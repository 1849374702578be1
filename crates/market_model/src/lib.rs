mod disclosure;
mod quote;

use serde_json::Value;

pub use disclosure::{DATE_COLUMNS, DisclosureTable, Row, TradeRecord, parse_report_date};
pub use quote::PriceQuote;

/// Text of a JSON cell as it should be printed: strings verbatim, everything
/// else as its JSON form.
pub fn value_text(value: &Value) -> String {
    match value {
        Value::String(s) => s.clone(),
        other => other.to_string(),
    }
}
use comfy_table::presets::NOTHING;
use comfy_table::{Cell, CellAlignment, Table};
use itertools::Itertools;
use log::debug;
use market_model::{DisclosureTable, Row, value_text};
use serde_json::Value;
use std::io::{self, Write};

pub const PREFERRED_COLUMNS: [&str; 5] = [
    "ReportDate",
    "Representative",
    "Ticker",
    "Transaction",
    "Amount",
];

const WATCH_COLUMN: &str = "Representative";
const WATCH_NAME: &str = "Pelosi";
const TOP_ROWS: usize = 5;
const WATCH_ROWS: usize = 3;

pub fn write_report<W: Write>(table: DisclosureTable, out: &mut W) -> io::Result<()> {
    writeln!(
        out,
        "\nActual Columns found: [{}]",
        table.columns().iter().map(|c| format!("'{}'", c)).join(", ")
    )?;

    let columns = table.select_columns(&PREFERRED_COLUMNS);
    let table = table.sorted_by_date_desc();
    debug!("write_report | selected: {:?} | rows: {}", columns, table.len());

    writeln!(out, "\nSuccess! Top {} Latest Trades:", TOP_ROWS)?;
    writeln!(out, "{}", render_rows(&columns, table.head(TOP_ROWS)))?;

    let watched = table.filter_contains(WATCH_COLUMN, WATCH_NAME);
    if watched.is_empty() {
        writeln!(out, "\nNo recent {} trades found.", WATCH_NAME)?;
    } else {
        writeln!(out, "\n{} Watch: Found {} trades!", WATCH_NAME, watched.len())?;
        writeln!(out, "{}", render_rows(&columns, watched.head(WATCH_ROWS)))?;
    }

    Ok(())
}

/// Borderless, right-aligned, no index column.
fn render_rows(columns: &[String], rows: &[Row]) -> String {
    if columns.is_empty() || rows.is_empty() {
        return "(empty table)".to_string();
    }

    let mut table = Table::new();
    table.load_preset(NOTHING);
    table.set_header(columns.iter().map(Cell::new));
    for row in rows {
        table.add_row(columns.iter().map(|column| Cell::new(cell_text(row, column))));
    }
    for column in table.column_iter_mut() {
        column.set_cell_alignment(CellAlignment::Right);
    }

    table.to_string()
}

fn cell_text(row: &Row, column: &str) -> String {
    match row.get(column) {
        None | Some(Value::Null) => "NaN".to_string(),
        Some(value) => value_text(value),
    }
}
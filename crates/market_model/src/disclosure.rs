use chrono::{DateTime, NaiveDate, NaiveDateTime};
use log::debug;
use serde_json::{Map, Value};

use crate::value_text;

pub type Row = Map<String, Value>;

/// Columns that may carry the disclosure date, highest priority first.
pub const DATE_COLUMNS: [&str; 3] = ["ReportDate", "TransactionDate", "Filed"];

const REPRESENTATIVE: &str = "Representative";
const TICKER: &str = "Ticker";
const TRANSACTION: &str = "Transaction";
const AMOUNT: &str = "Amount";

#[derive(Debug, Clone, PartialEq)]
pub struct TradeRecord {
    pub report_date: Option<NaiveDateTime>,
    pub representative: Option<String>,
    pub ticker: Option<String>,
    pub transaction: Option<String>,
    pub amount: Option<String>,
}

impl TradeRecord {
    pub fn from_row(row: &Row, date_column: Option<&str>) -> TradeRecord {
        TradeRecord {
            report_date: date_column
                .and_then(|column| cell(row, column))
                .and_then(|text| parse_report_date(&text)),
            representative: cell(row, REPRESENTATIVE),
            ticker: cell(row, TICKER),
            transaction: cell(row, TRANSACTION),
            amount: cell(row, AMOUNT),
        }
    }
}

/// Rows of a disclosure listing together with the column names the API
/// actually returned. Nothing about the schema is assumed up front.
#[derive(Debug, Clone, Default, PartialEq)]
pub struct DisclosureTable {
    columns: Vec<String>,
    rows: Vec<Row>,
}

impl DisclosureTable {
    pub fn from_rows(rows: Vec<Row>) -> Self {
        let mut columns: Vec<String> = Vec::new();
        for row in &rows {
            for key in row.keys() {
                if !columns.iter().any(|c| c == key) {
                    columns.push(key.clone());
                }
            }
        }

        DisclosureTable { columns, rows }
    }

    pub fn columns(&self) -> &[String] {
        &self.columns
    }

    #[cfg(test)]
    pub fn rows(&self) -> &[Row] {
        &self.rows
    }

    pub fn len(&self) -> usize {
        self.rows.len()
    }

    pub fn is_empty(&self) -> bool {
        self.rows.is_empty()
    }

    pub fn has_column(&self, name: &str) -> bool {
        self.columns.iter().any(|c| c == name)
    }

    /// The first of [`DATE_COLUMNS`] present in this table.
    pub fn date_column(&self) -> Option<&'static str> {
        DATE_COLUMNS.into_iter().find(|c| self.has_column(c))
    }

    /// Keeps the preferred names that exist here, in preferred order.
    pub fn select_columns(&self, preferred: &[&str]) -> Vec<String> {
        preferred
            .iter()
            .filter(|c| self.has_column(c))
            .map(|c| c.to_string())
            .collect()
    }

    /// Newest first by the unified date. Rows without a usable date go last and
    /// ties keep their API order. Without any date column the order is untouched.
    pub fn sorted_by_date_desc(self) -> Self {
        let Some(date_column) = self.date_column() else {
            debug!("sorted_by_date_desc | no date column, keeping api order");
            return self;
        };
        debug!("sorted_by_date_desc | column: {}", date_column);

        let mut keyed: Vec<(Option<NaiveDateTime>, Row)> = self
            .rows
            .into_iter()
            .map(|row| {
                let date = TradeRecord::from_row(&row, Some(date_column)).report_date;
                (date, row)
            })
            .collect();
        keyed.sort_by(|a, b| b.0.cmp(&a.0));

        DisclosureTable {
            columns: self.columns,
            rows: keyed.into_iter().map(|(_, row)| row).collect(),
        }
    }

    /// Rows whose string cell in `column` contains `needle`, ignoring case.
    /// Missing and non-string cells never match.
    pub fn filter_contains(&self, column: &str, needle: &str) -> Self {
        let needle = needle.to_lowercase();
        let rows = self
            .rows
            .iter()
            .filter(|row| {
                row.get(column)
                    .and_then(Value::as_str)
                    .is_some_and(|text| text.to_lowercase().contains(&needle))
            })
            .cloned()
            .collect();

        DisclosureTable {
            columns: self.columns.clone(),
            rows,
        }
    }

    pub fn head(&self, n: usize) -> &[Row] {
        &self.rows[..n.min(self.rows.len())]
    }

    #[cfg(test)]
    pub fn records(&self) -> Vec<TradeRecord> {
        let date_column = self.date_column();
        self.rows
            .iter()
            .map(|row| TradeRecord::from_row(row, date_column))
            .collect()
    }
}

fn cell(row: &Row, column: &str) -> Option<String> {
    match row.get(column) {
        None | Some(Value::Null) => None,
        Some(value) => Some(value_text(value)),
    }
}

/// Parses the date formats the disclosure API has been seen to use.
pub fn parse_report_date(text: &str) -> Option<NaiveDateTime> {
    let text = text.trim();
    if let Ok(date) = NaiveDate::parse_from_str(text, "%Y-%m-%d") {
        return date.and_hms_opt(0, 0, 0);
    }
    for format in ["%Y-%m-%dT%H:%M:%S%.f", "%Y-%m-%d %H:%M:%S%.f"] {
        if let Ok(datetime) = NaiveDateTime::parse_from_str(text, format) {
            return Some(datetime);
        }
    }
    DateTime::parse_from_rfc3339(text)
        .ok()
        .map(|datetime| datetime.naive_utc())
}
pub mod api;
pub mod error;

pub use api::{BinanceAPI, DEFAULT_TIMEOUT};
pub use error::BinanceError;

Assignment:
Only lines with the word "struct" are needed. Copy them from the preceding records.

Solution to the problem:
pub struct TradeRecord {
pub struct DisclosureTable {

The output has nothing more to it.